From my experience, elite universities are already dominated by those from wealthy backgrounds. I could not get over how many immature, mediocre students, typically from private schools or state schools located in places like Winchester and Tunbridge Wells were in attendance (it was a red brick university where just under 50% of students were privately educated). University education should not be the preserve of people from good schools with pushy parents. When it comes to access to hire education, people from privileged backgrounds have many advantages over those who don’t, many of which are not linked to academic ability. I believe that more needs to be done to give those from poorer backgrounds - who generally work two or three days a week whilst at uni - a fairer footing. Universities need to better represent the populations that surround them, since a diversity of perspectives and experiences can only enrich debate.

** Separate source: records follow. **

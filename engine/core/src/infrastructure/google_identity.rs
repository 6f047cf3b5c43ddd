// Copyright (c) 2026 100monkeys.ai
// SPDX-License-Identifier: AGPL-3.0

// Google identity provider adapter
//
// Anti-Corruption Layer over the two Google calls identity resolution needs:
// obtaining default credentials (an OAuth access token) and asking the
// userinfo endpoint which principal that token belongs to.

use std::sync::Arc;

use async_trait::async_trait;
use serde::Deserialize;
use thiserror::Error;

use crate::domain::identity::EmailRetriever;

pub const METADATA_ENDPOINT: &str = "http://metadata.google.internal";
pub const USERINFO_ENDPOINT: &str = "https://www.googleapis.com";
pub const USERINFO_EMAIL_SCOPE: &str = "https://www.googleapis.com/auth/userinfo.email";

#[derive(Debug, Error)]
pub enum GoogleIdentityError {
    #[error("unable to get default credentials: {0}")]
    DefaultCredentials(String),

    #[error("missing or invalid credentials")]
    MissingCredentials,

    #[error("failed to get user info: {0}")]
    UserInfo(String),
}

/// Source of OAuth access tokens ("default credentials").
#[async_trait]
pub trait TokenSource: Send + Sync {
    async fn access_token(&self) -> Result<String, GoogleIdentityError>;
}

/// Tokens from the GCE / Cloud Run metadata server.
pub struct MetadataServerTokenSource {
    client: reqwest::Client,
    endpoint: String,
}

#[derive(Deserialize)]
struct MetadataToken {
    #[serde(default)]
    access_token: String,
}

impl MetadataServerTokenSource {
    pub fn new(endpoint: impl Into<String>) -> Self {
        Self {
            client: reqwest::Client::new(),
            endpoint: endpoint.into(),
        }
    }
}

impl Default for MetadataServerTokenSource {
    fn default() -> Self {
        Self::new(METADATA_ENDPOINT)
    }
}

#[async_trait]
impl TokenSource for MetadataServerTokenSource {
    async fn access_token(&self) -> Result<String, GoogleIdentityError> {
        let url = format!(
            "{}/computeMetadata/v1/instance/service-accounts/default/token",
            self.endpoint.trim_end_matches('/')
        );

        let response = self
            .client
            .get(&url)
            .query(&[("scopes", USERINFO_EMAIL_SCOPE)])
            .header("Metadata-Flavor", "Google")
            .send()
            .await
            .map_err(|e| GoogleIdentityError::DefaultCredentials(e.to_string()))?;

        if !response.status().is_success() {
            return Err(GoogleIdentityError::DefaultCredentials(format!(
                "metadata server returned HTTP {}",
                response.status()
            )));
        }

        let token: MetadataToken = response
            .json()
            .await
            .map_err(|e| GoogleIdentityError::DefaultCredentials(e.to_string()))?;

        if token.access_token.is_empty() {
            return Err(GoogleIdentityError::MissingCredentials);
        }
        Ok(token.access_token)
    }
}

/// A fixed, externally obtained access token.
pub struct StaticTokenSource(String);

impl StaticTokenSource {
    pub fn new(token: impl Into<String>) -> Self {
        Self(token.into())
    }
}

#[async_trait]
impl TokenSource for StaticTokenSource {
    async fn access_token(&self) -> Result<String, GoogleIdentityError> {
        if self.0.is_empty() {
            return Err(GoogleIdentityError::MissingCredentials);
        }
        Ok(self.0.clone())
    }
}

/// Resolves the principal email through the OAuth2 userinfo endpoint.
pub struct UserinfoEmailRetriever<T> {
    client: reqwest::Client,
    endpoint: String,
    token_source: T,
}

#[derive(Deserialize)]
struct Userinfo {
    email: Option<String>,
}

impl<T: TokenSource> UserinfoEmailRetriever<T> {
    pub fn new(token_source: T) -> Self {
        Self::with_endpoint(token_source, USERINFO_ENDPOINT)
    }

    pub fn with_endpoint(token_source: T, endpoint: impl Into<String>) -> Self {
        Self {
            client: reqwest::Client::new(),
            endpoint: endpoint.into(),
            token_source,
        }
    }

    async fn fetch_email(&self) -> Result<String, GoogleIdentityError> {
        let token = self.token_source.access_token().await?;
        let url = format!("{}/oauth2/v2/userinfo", self.endpoint.trim_end_matches('/'));

        let response = self
            .client
            .get(&url)
            .header("Authorization", format!("Bearer {}", token))
            .send()
            .await
            .map_err(|e| GoogleIdentityError::UserInfo(e.to_string()))?;

        if !response.status().is_success() {
            let status = response.status();
            let body = response.text().await.unwrap_or_default();
            return Err(GoogleIdentityError::UserInfo(format!("HTTP {}: {}", status, body)));
        }

        let userinfo: Userinfo = response
            .json()
            .await
            .map_err(|e| GoogleIdentityError::UserInfo(e.to_string()))?;

        userinfo
            .email
            .filter(|email| !email.is_empty())
            .ok_or_else(|| GoogleIdentityError::UserInfo("response carried no email".into()))
    }
}

#[async_trait]
impl<T: TokenSource> EmailRetriever for UserinfoEmailRetriever<T> {
    async fn retrieve_email(&self) -> anyhow::Result<String> {
        Ok(self.fetch_email().await?)
    }
}

pub fn default_email_retriever() -> Arc<dyn EmailRetriever> {
    Arc::new(UserinfoEmailRetriever::new(MetadataServerTokenSource::default()))
}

@ Stephen - I found that the older, more mature students were far more attentive, and contributed far more to lectures than any other demographic. For a variety of reasons, many people do not continue their higher education after school, though this should not be their last chance.

ang's picture

Assia: Funny you should say that. I sometimes go on the Telegraph site, to put a few Tories straight and I had a perfectly legitimate go at the Royal family, comparing the way they are treated, in comparison to vulnerable people, by the popular press. Then Bob's yer uncle, I'm gone.

POWERFUL LOT OF GERMANS THE 'BRITISH ROYALS' EH!